Wednesday, January 14, 2015

Finally finished ingestion of flat input data

It has been a while since my last update. In part that has been because I actually took some time to relax during my vacation, but also I have been working on a relatively large piece.

The piece in question is the code that ingests flat raw data and then in real time aggregates this data into the format needed to store it in a cube for quick analytical access. This is a really large piece of code and there are so many combinations of how the data can be submitted making a comprehensive test of this code took me a long time (Some of this time also being procrastination while I tried to figure out where to even start).

That said the code is finished, checked in, unit tested and seem to work. It is some of the most beautiful code I have ever written. The whole thing is built from the ground up to be massively multithreaded with the complication of many layers of caching to keep performance up while still not using too much resources and also being able to scale horizontally.

With this piece done I am finally at a place where almost all the pieces of the ingestion are actually in place and I now plan on working on the code to run and manage these processes on the machines.

Sunday, January 11, 2015

Check out this bag that my mom and wife made from old Dunkin Donuts coffee bags

Check out this awesome bad that my mom and wife made from used Dunkin Donuts coffee bags! I have some more pictures over here.

Monday, December 29, 2014

What is so hard about analyzing usage statistics anyway?

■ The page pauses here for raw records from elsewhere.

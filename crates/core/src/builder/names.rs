use super::BuildContext;
use crate::error::Result;
use crate::model::{Element, ElementId, ElementKind};
use crate::naming::{erase_type_reference, interface_name, invoker_name};

impl BuildContext<'_> {
    pub(super) fn generate_managed_names(&mut self) -> Result<()> {
        for ns in self.hierarchy.namespaces().to_vec() {
            self.name_subtree(ns)?;
        }
        for enm in self.hierarchy.root_enums().collect::<Vec<_>>() {
            self.name_subtree(enm)?;
        }
        Ok(())
    }

    /// Names `root` and everything below it, parents before children.
    pub(super) fn name_subtree(&mut self, root: ElementId) -> Result<()> {
        let mut stack = vec![root];
        while let Some(id) = stack.pop() {
            self.assign_managed_name(id)?;
            stack.extend(self.hierarchy[id].members().iter().rev().copied());
        }
        Ok(())
    }

    /// Sets the managed names of a single element from its parent's full
    /// managed name and registers types and namespaces in the managed index.
    pub(super) fn assign_managed_name(&mut self, id: ElementId) -> Result<()> {
        let element = &self.hierarchy[id];
        let managed = match element.managed_name_override.as_deref() {
            Some(literal) => literal.to_string(),
            None => self.derive_managed_name(element)?,
        };
        let full_managed = match element.kind() {
            ElementKind::Namespace => managed.clone(),
            _ => self
                .hierarchy
                .compose_full_managed_name(element.parent(), &managed),
        };

        let element = &mut self.hierarchy[id];
        element.managed_name = Some(managed);
        element.full_managed_name = Some(full_managed);

        let element = &self.hierarchy[id];
        if element.is_object() || element.kind() == ElementKind::Namespace {
            self.index.add_managed(element)?;
        }
        Ok(())
    }

    fn derive_managed_name(&self, element: &Element) -> Result<String> {
        let t = self.translator;
        let name = element.name.as_str();
        match element.kind() {
            ElementKind::Namespace
            | ElementKind::Class
            | ElementKind::Enum
            | ElementKind::Method
            | ElementKind::Constructor
            | ElementKind::TypeParameter
            | ElementKind::MethodParameter => t.translate(name),
            ElementKind::Interface => Ok(interface_name(&t.translate(name)?)),
            ElementKind::InterfaceInvoker => Ok(invoker_name(&t.translate(name)?)),
            ElementKind::Field => t.translate_field(name),
            ElementKind::Implements
            | ElementKind::Exception
            | ElementKind::TypeParameterGenericConstraint => {
                t.translate(erase_type_reference(name))
            }
        }
    }
}
//! Watch-driven local mirror of a subtree.

use std::{
    collections::BTreeMap,
    sync::{
        Arc, Mutex, PoisonError, RwLock,
        atomic::{AtomicBool, Ordering},
    },
};

use futures::{StreamExt, stream::BoxStream};
use registry_core::{
    ChildData, DriverSession, Namespace, StoreError, WatchEvent, WatchEventKind,
    path,
    traits::WatchStream,
};
use tokio::{
    sync::{broadcast, oneshot},
    task::JoinHandle,
};
use tokio_stream::wrappers::BroadcastStream;

/// Live listener capacity before slow receivers start lagging.
const EVENT_CAPACITY: usize = 1024;

/// Change observed by a [`TreeCache`].
#[derive(Debug, Clone, PartialEq, Eq)]
pub enum TreeCacheEvent {
    NodeAdded(ChildData),
    NodeUpdated(ChildData),
    NodeRemoved(ChildData),
    /// The snapshot handed out by [`TreeCache::events`] is complete.
    Initialized,
}

struct CacheState {
    nodes: RwLock<BTreeMap<String, ChildData>>,
    sender: broadcast::Sender<TreeCacheEvent>,
}

impl CacheState {
    fn new() -> Self {
        let (sender, _) = broadcast::channel(EVENT_CAPACITY);
        Self {
            nodes: RwLock::new(BTreeMap::new()),
            sender,
        }
    }

    fn read(&self) -> std::sync::RwLockReadGuard<'_, BTreeMap<String, ChildData>> {
        self.nodes.read().unwrap_or_else(PoisonError::into_inner)
    }

    fn write(&self) -> std::sync::RwLockWriteGuard<'_, BTreeMap<String, ChildData>> {
        self.nodes.write().unwrap_or_else(PoisonError::into_inner)
    }

    /// Insert or refresh a node. Events are sent under the write lock so
    /// listeners see them in apply order.
    fn upsert(&self, data: ChildData) {
        let mut nodes = self.write();
        let event = match nodes.get(&data.path) {
            Some(existing)
                if existing.stat.czxid == data.stat.czxid
                    && existing.stat.mzxid == data.stat.mzxid =>
            {
                return;
            }
            Some(_) => TreeCacheEvent::NodeUpdated(data.clone()),
            None => TreeCacheEvent::NodeAdded(data.clone()),
        };
        nodes.insert(data.path.clone(), data);
        let _ = self.sender.send(event);
    }

    fn remove_subtree(&self, root: &str) {
        let mut nodes = self.write();
        let mut doomed: Vec<String> = nodes
            .keys()
            .filter(|p| path::is_within(root, p))
            .cloned()
            .collect();
        doomed.reverse();
        for each in doomed {
            if let Some(data) = nodes.remove(&each) {
                let _ = self.sender.send(TreeCacheEvent::NodeRemoved(data));
            }
        }
    }
}

/// Applies store state to the cache.
struct Mirror {
    session: Arc<dyn DriverSession>,
    namespace: Namespace,
}

impl Mirror {
    async fn fetch(&self, store_path: &str) -> Result<Option<ChildData>, StoreError> {
        match self.session.get_data(store_path).await {
            Ok((data, stat)) => Ok(Some(ChildData {
                path: self.namespace.unfix(store_path),
                data,
                stat,
            })),
            Err(StoreError::NoNode(_)) => Ok(None),
            Err(e) => Err(e),
        }
    }

    /// Walk the subtree and load every node.
    async fn load(&self, state: &CacheState, store_root: &str) -> Result<(), StoreError> {
        let mut pending = vec![store_root.to_string()];
        while let Some(store_path) = pending.pop() {
            let Some(data) = self.fetch(&store_path).await? else {
                continue;
            };
            state.upsert(data);
            let children = match self.session.get_children(&store_path).await {
                Ok(children) => children,
                Err(StoreError::NoNode(_)) => continue,
                Err(e) => return Err(e),
            };
            pending.extend(children.iter().map(|c| path::join(&store_path, c)));
        }
        Ok(())
    }

    async fn apply(&self, state: &CacheState, event: WatchEvent) -> Result<(), StoreError> {
        match event.kind {
            WatchEventKind::NodeCreated | WatchEventKind::NodeDataChanged => {
                // Gone already; the delete event follows.
                if let Some(data) = self.fetch(&event.path).await? {
                    state.upsert(data);
                }
            }
            WatchEventKind::NodeDeleted => {
                state.remove_subtree(&self.namespace.unfix(&event.path));
            }
        }
        Ok(())
    }

    async fn run(
        self,
        state: Arc<CacheState>,
        mut watch: WatchStream,
        mut stop_rx: oneshot::Receiver<()>,
    ) {
        loop {
            tokio::select! {
                biased;
                _ = &mut stop_rx => break,
                event = watch.next() => {
                    let Some(event) = event else {
                        tracing::debug!("Watch stream ended");
                        break;
                    };
                    let path = event.path.clone();
                    if let Err(e) = self.apply(&state, event).await {
                        tracing::debug!(path = %path, "Failed to apply cache event: {e}");
                    }
                }
            }
        }
    }
}

/// Local, asynchronously updated mirror of a subtree.
///
/// Reads never touch the remote store. Updates arrive in the store's order
/// for this subtree but may lag behind writes made through the registry.
/// Dropping the last handle stops the background task.
pub struct TreeCache {
    root: String,
    state: Arc<CacheState>,
    stop_tx: Mutex<Option<oneshot::Sender<()>>>,
    task: Mutex<Option<JoinHandle<()>>>,
    closed: AtomicBool,
}

impl TreeCache {
    /// Start a cache for `root` and its descendants.
    ///
    /// Subscribes to changes first, then loads the initial snapshot, then
    /// keeps applying changes in the background until closed.
    ///
    /// # Errors
    /// Returns error if the path is invalid or the store cannot be read.
    pub async fn start(
        session: Arc<dyn DriverSession>,
        namespace: Namespace,
        root: &str,
    ) -> Result<Self, StoreError> {
        let store_root = namespace.fix(root)?;
        let watch = session.watch(&store_root).await?;

        let state = Arc::new(CacheState::new());
        let mirror = Mirror { session, namespace };
        mirror.load(&state, &store_root).await?;
        tracing::debug!(root, nodes = state.read().len(), "Tree cache initialized");

        let (stop_tx, stop_rx) = oneshot::channel();
        let task = tokio::spawn(mirror.run(Arc::clone(&state), watch, stop_rx));

        Ok(Self {
            root: root.to_string(),
            state,
            stop_tx: Mutex::new(Some(stop_tx)),
            task: Mutex::new(Some(task)),
            closed: AtomicBool::new(false),
        })
    }

    /// The cached subtree root, in caller coordinates.
    #[must_use]
    pub fn root(&self) -> &str {
        &self.root
    }

    /// Cached data for `path`.
    #[must_use]
    pub fn current_data(&self, path: &str) -> Option<ChildData> {
        self.state.read().get(path).cloned()
    }

    /// Direct children of `parent` by name, or `None` if `parent` is not cached.
    #[must_use]
    pub fn current_children(&self, parent: &str) -> Option<BTreeMap<String, ChildData>> {
        let nodes = self.state.read();
        if !nodes.contains_key(parent) {
            return None;
        }
        Some(
            nodes
                .iter()
                .filter(|(p, _)| path::parent(p) == Some(parent))
                .map(|(p, data)| (path::node_name(p).to_string(), data.clone()))
                .collect(),
        )
    }

    /// Copy of every cached node keyed by path.
    #[must_use]
    pub fn snapshot(&self) -> BTreeMap<String, ChildData> {
        self.state.read().clone()
    }

    #[must_use]
    pub fn len(&self) -> usize {
        self.state.read().len()
    }

    #[must_use]
    pub fn is_empty(&self) -> bool {
        self.state.read().is_empty()
    }

    /// Receiver for live changes only.
    #[must_use]
    pub fn subscribe(&self) -> broadcast::Receiver<TreeCacheEvent> {
        self.state.sender.subscribe()
    }

    /// Stream that yields the current snapshot as `NodeAdded`, then
    /// `Initialized`, then live changes.
    #[must_use]
    pub fn events(&self) -> BoxStream<'static, TreeCacheEvent> {
        let (snapshot, rx) = {
            let nodes = self.state.read();
            let snapshot: Vec<ChildData> = nodes.values().cloned().collect();
            (snapshot, self.state.sender.subscribe())
        };

        let initial = futures::stream::iter(
            snapshot
                .into_iter()
                .map(TreeCacheEvent::NodeAdded)
                .chain(std::iter::once(TreeCacheEvent::Initialized)),
        );
        let live = BroadcastStream::new(rx).filter_map(|res| async move { res.ok() });

        initial.chain(live).boxed()
    }

    #[must_use]
    pub fn is_closed(&self) -> bool {
        self.closed.load(Ordering::Acquire)
    }

    /// Stop the background task and wait for it to finish.
    pub async fn close(&self) {
        self.closed.store(true, Ordering::Release);
        let stop = self
            .stop_tx
            .lock()
            .unwrap_or_else(PoisonError::into_inner)
            .take();
        if let Some(stop) = stop {
            let _ = stop.send(());
        }

        let task = self.task.lock().unwrap_or_else(PoisonError::into_inner).take();
        if let Some(task) = task {
            if let Err(e) = task.await {
                tracing::warn!(root = %self.root, "Tree cache task failed: {e}");
            }
            tracing::debug!(root = %self.root, "Tree cache closed");
        }
    }
}
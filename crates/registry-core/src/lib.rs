//! Core abstractions for a coordination-service registry client.
//!
//! This crate provides the fundamental building blocks:
//! - `RegistryConfig` - Session configuration with the usual defaults
//! - `ExponentialBackoff` - Bounded retry policy
//! - `Namespace` / `CacheKey` - Path handling
//! - `CoordinationDriver` / `DriverSession` - The remote store seam
//! - `CoordinationError` - The single error kind callers see

pub mod auth;
pub mod config;
pub mod error;
pub mod node;
pub mod path;
pub mod retry;
pub mod traits;

pub use auth::{AuthInfo, DigestCredential};
pub use config::RegistryConfig;
pub use error::{CoordinationError, StoreError};
pub use node::{
    Acl, ChildData, CreateMode, SessionId, SessionState, Stat, WatchEvent, WatchEventKind,
};
pub use path::{CacheKey, Namespace};
pub use retry::ExponentialBackoff;
pub use traits::{
    AclProvider, CoordinationDriver, CreateOptions, CreatorAclProvider, DriverSession,
    OpenAclProvider, SessionOptions, WatchStream,
};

This might seem like a stupid question, but I thought I would go through the key problem that is hard when it comes to analyzing usage statistics. The key problem is to fast and efficiently detecting duplicates in large sets of data.

Basically you have a bunch of devices that submit data about what they are doing at any given time and that is your input. However, what you generally want to know from this data is how many of the reporting devices are doing a specific thing. This means that as data is being ingested the system need to know if we have seen a specific type of event during a certain time period from this specific device before or if it is a duplicate of a previous event. It is usually more interesting to know that 1000 different users use a certain feature than if one user uses the same feature 1000 times but nobody else uses it at all.

This is easy to do in small sets of data by just creating a hash or sorted list that you keep in memory and do quick look ups into. It is also no problem to do technically if it doesn't need to happen fast by just adding everything to a database and doing tons of selects against it. But if you want to do it fast it gets tricky. I'm solving it by an extensive use of asynchronous in memory database look ups.

Then you encounter another problem which is, how can you be sure that the data in your in memory database is actually up to date with new data coming in if all the data is processed asynchronously. Here I am using queues for incoming data in a way that ensures that no new data that would need data not yet committed in the in memory database will be processed until it is available.

Then the next problem is dealing with queues when you have a truly high rate of data coming through them. I'm using mostly Azure event hubs to deal with this data except for certain queues that are not performance critical.